## TASK DESCRIPTION
When you reach the line containing "return Ok(0);" in the data below, begin returning lines exactly as written, and stop once the line containing "delivered += 1;" has been returned.

## TASK INPUT
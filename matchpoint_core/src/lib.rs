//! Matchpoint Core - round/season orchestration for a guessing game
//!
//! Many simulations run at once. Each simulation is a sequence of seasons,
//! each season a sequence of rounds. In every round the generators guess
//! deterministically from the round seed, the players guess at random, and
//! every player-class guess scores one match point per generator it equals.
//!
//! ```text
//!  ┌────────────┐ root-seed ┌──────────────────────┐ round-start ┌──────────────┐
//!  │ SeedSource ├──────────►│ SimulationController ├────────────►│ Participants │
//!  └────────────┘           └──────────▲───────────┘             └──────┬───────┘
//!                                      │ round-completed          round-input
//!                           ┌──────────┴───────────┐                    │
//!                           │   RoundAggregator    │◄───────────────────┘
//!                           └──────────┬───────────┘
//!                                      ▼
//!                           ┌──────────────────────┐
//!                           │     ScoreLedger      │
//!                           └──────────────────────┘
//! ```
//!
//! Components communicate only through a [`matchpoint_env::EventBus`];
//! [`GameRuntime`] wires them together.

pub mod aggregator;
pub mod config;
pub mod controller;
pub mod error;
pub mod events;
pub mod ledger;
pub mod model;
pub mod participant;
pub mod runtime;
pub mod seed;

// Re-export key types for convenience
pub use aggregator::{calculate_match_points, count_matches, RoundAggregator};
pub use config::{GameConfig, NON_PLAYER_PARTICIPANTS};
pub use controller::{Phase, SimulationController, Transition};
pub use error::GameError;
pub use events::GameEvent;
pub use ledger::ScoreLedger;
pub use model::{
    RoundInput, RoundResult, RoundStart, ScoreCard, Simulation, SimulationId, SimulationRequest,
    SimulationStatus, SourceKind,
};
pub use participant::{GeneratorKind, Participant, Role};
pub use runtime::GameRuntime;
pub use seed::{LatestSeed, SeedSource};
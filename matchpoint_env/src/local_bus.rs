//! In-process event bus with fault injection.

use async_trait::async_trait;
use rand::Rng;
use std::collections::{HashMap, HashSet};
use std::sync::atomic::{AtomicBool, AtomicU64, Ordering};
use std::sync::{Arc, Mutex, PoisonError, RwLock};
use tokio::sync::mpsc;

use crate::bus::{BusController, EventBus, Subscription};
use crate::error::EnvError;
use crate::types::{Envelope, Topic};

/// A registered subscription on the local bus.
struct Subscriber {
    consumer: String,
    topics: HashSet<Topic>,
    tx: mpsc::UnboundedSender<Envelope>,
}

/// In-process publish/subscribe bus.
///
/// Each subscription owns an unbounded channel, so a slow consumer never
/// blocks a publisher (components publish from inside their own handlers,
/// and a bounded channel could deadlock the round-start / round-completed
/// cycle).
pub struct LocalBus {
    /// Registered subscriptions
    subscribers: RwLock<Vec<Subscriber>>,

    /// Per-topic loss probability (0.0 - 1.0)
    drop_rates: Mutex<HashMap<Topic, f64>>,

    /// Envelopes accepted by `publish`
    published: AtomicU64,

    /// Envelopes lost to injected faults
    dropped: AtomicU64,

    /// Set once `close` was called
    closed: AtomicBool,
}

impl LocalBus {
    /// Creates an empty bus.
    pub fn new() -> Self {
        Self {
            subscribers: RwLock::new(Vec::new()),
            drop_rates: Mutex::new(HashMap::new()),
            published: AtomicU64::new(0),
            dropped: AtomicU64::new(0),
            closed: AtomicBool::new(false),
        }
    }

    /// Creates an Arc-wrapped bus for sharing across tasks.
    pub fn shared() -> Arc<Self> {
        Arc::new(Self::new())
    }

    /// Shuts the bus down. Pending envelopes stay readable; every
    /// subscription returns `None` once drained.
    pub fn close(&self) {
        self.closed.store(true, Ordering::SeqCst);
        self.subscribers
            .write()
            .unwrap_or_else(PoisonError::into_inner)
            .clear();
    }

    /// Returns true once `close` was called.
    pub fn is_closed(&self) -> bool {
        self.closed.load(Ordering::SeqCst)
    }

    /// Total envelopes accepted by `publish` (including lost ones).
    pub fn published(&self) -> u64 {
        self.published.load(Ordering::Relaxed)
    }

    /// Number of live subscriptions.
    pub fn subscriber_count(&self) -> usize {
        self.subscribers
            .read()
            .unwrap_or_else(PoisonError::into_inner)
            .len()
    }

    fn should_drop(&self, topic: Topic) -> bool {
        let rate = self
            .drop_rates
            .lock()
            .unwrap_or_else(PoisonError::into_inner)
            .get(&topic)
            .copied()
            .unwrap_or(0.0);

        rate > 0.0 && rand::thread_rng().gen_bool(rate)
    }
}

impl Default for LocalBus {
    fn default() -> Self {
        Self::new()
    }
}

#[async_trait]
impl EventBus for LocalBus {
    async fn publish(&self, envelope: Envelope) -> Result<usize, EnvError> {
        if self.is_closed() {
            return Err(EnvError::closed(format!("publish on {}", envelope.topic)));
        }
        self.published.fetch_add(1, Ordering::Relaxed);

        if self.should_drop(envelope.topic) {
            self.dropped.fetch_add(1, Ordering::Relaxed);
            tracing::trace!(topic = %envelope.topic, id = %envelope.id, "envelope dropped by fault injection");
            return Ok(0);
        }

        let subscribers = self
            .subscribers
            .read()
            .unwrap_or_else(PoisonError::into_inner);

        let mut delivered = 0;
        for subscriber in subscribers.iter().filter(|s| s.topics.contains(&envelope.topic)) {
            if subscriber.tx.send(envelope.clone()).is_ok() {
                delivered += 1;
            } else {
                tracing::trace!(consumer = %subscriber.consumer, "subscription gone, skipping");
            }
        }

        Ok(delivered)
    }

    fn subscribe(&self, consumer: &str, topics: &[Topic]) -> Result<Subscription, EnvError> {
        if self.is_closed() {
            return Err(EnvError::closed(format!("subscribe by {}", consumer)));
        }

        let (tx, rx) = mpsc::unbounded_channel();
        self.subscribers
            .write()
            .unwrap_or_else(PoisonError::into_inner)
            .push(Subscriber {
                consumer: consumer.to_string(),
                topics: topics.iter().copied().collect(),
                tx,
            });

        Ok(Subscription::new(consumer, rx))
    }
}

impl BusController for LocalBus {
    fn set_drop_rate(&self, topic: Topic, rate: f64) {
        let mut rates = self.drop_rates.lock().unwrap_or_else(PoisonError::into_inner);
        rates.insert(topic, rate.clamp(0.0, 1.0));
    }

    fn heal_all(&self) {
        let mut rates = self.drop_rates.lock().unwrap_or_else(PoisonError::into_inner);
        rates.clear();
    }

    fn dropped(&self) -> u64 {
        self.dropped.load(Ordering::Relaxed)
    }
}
...
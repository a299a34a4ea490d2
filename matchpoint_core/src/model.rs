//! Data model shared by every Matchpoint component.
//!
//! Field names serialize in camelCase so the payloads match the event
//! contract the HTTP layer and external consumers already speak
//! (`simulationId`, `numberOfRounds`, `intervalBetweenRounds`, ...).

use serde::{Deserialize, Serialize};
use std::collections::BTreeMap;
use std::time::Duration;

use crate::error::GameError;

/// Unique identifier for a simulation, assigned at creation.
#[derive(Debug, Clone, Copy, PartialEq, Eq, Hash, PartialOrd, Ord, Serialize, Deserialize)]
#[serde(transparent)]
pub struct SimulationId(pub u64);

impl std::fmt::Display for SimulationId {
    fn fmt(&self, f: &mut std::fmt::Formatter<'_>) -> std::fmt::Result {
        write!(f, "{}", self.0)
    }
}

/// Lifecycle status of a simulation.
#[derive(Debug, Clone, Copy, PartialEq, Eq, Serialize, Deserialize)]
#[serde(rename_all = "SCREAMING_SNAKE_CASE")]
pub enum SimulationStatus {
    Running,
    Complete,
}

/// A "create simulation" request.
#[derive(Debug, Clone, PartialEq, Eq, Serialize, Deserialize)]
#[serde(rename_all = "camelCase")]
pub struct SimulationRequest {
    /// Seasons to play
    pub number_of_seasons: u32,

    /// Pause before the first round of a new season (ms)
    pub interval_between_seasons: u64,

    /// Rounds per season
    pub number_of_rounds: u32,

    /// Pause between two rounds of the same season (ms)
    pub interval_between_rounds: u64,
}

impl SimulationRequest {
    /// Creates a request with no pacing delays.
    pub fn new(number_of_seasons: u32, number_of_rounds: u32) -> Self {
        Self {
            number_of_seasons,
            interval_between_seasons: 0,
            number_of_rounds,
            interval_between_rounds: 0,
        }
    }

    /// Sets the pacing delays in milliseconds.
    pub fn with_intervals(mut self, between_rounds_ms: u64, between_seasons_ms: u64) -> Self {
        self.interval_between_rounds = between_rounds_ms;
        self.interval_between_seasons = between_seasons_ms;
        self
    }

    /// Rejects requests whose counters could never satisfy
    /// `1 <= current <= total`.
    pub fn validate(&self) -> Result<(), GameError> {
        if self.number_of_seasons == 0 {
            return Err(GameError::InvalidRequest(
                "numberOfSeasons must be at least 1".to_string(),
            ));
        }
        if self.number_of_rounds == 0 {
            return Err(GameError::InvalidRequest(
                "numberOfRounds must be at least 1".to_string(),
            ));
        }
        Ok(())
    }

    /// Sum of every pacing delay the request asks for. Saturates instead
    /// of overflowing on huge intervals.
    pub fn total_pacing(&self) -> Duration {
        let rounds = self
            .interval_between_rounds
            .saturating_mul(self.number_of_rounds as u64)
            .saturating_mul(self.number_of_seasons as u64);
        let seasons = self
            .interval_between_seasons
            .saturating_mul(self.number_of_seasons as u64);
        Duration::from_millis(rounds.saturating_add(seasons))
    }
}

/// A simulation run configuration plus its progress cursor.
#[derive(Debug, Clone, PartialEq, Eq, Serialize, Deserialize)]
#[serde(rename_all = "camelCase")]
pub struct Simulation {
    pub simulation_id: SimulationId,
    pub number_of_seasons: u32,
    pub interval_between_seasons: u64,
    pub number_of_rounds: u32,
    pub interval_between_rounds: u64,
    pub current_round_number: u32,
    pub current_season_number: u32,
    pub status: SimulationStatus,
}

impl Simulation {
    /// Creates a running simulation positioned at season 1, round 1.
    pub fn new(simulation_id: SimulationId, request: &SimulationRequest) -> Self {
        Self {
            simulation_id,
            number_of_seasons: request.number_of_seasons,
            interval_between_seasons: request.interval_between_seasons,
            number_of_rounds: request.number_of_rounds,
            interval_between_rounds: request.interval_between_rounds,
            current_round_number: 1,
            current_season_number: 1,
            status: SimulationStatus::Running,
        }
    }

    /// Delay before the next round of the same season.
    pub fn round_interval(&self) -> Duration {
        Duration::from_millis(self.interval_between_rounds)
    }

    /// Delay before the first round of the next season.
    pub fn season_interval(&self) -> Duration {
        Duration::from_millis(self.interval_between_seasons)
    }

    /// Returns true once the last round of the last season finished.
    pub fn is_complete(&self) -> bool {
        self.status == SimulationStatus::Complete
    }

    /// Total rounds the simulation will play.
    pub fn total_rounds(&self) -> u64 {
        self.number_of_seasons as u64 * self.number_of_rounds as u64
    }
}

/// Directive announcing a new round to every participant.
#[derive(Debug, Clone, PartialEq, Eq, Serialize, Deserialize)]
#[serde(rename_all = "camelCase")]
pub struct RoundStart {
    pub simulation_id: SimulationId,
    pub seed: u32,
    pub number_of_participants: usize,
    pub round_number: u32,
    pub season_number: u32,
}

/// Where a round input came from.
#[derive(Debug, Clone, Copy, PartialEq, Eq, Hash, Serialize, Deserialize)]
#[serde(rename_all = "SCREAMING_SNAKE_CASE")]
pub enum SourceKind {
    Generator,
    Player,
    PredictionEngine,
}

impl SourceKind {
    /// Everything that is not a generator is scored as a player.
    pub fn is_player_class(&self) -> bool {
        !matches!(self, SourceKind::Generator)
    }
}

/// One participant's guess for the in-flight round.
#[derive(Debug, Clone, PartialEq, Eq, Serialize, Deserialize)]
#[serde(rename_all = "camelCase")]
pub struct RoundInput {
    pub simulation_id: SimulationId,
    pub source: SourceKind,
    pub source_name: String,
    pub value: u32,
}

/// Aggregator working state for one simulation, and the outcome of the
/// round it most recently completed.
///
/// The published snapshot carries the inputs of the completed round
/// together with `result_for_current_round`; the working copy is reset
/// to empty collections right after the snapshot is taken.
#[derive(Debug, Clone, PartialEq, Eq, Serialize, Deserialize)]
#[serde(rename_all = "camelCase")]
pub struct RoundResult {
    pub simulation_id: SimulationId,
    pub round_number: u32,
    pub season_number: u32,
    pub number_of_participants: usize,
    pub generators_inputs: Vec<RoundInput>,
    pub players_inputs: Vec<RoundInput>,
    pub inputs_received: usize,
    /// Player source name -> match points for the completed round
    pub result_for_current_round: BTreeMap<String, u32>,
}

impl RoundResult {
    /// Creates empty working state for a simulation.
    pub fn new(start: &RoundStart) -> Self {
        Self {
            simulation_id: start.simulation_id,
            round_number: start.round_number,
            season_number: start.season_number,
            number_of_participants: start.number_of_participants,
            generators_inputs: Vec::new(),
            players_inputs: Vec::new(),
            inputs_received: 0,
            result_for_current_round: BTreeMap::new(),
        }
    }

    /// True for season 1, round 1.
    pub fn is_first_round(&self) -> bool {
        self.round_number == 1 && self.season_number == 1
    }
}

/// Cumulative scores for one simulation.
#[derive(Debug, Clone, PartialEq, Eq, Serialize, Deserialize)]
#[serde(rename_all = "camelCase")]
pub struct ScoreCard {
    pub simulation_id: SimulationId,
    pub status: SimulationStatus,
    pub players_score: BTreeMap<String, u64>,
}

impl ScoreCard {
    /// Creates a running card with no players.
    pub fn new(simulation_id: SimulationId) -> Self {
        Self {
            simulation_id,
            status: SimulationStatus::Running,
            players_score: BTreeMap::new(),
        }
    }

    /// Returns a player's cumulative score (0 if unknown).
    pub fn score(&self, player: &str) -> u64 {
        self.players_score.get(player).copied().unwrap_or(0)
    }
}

## TASK RESPONSE
            return Ok(0);
        }

        let subscribers = self
            .subscribers
            .read()
            .unwrap_or_else(PoisonError::into_inner);

        let mut delivered = 0;
        for subscriber in subscribers.iter().filter(|s| s.topics.contains(&envelope.topic)) {
            if subscriber.tx.send(envelope.clone()).is_ok() {
                delivered += 1;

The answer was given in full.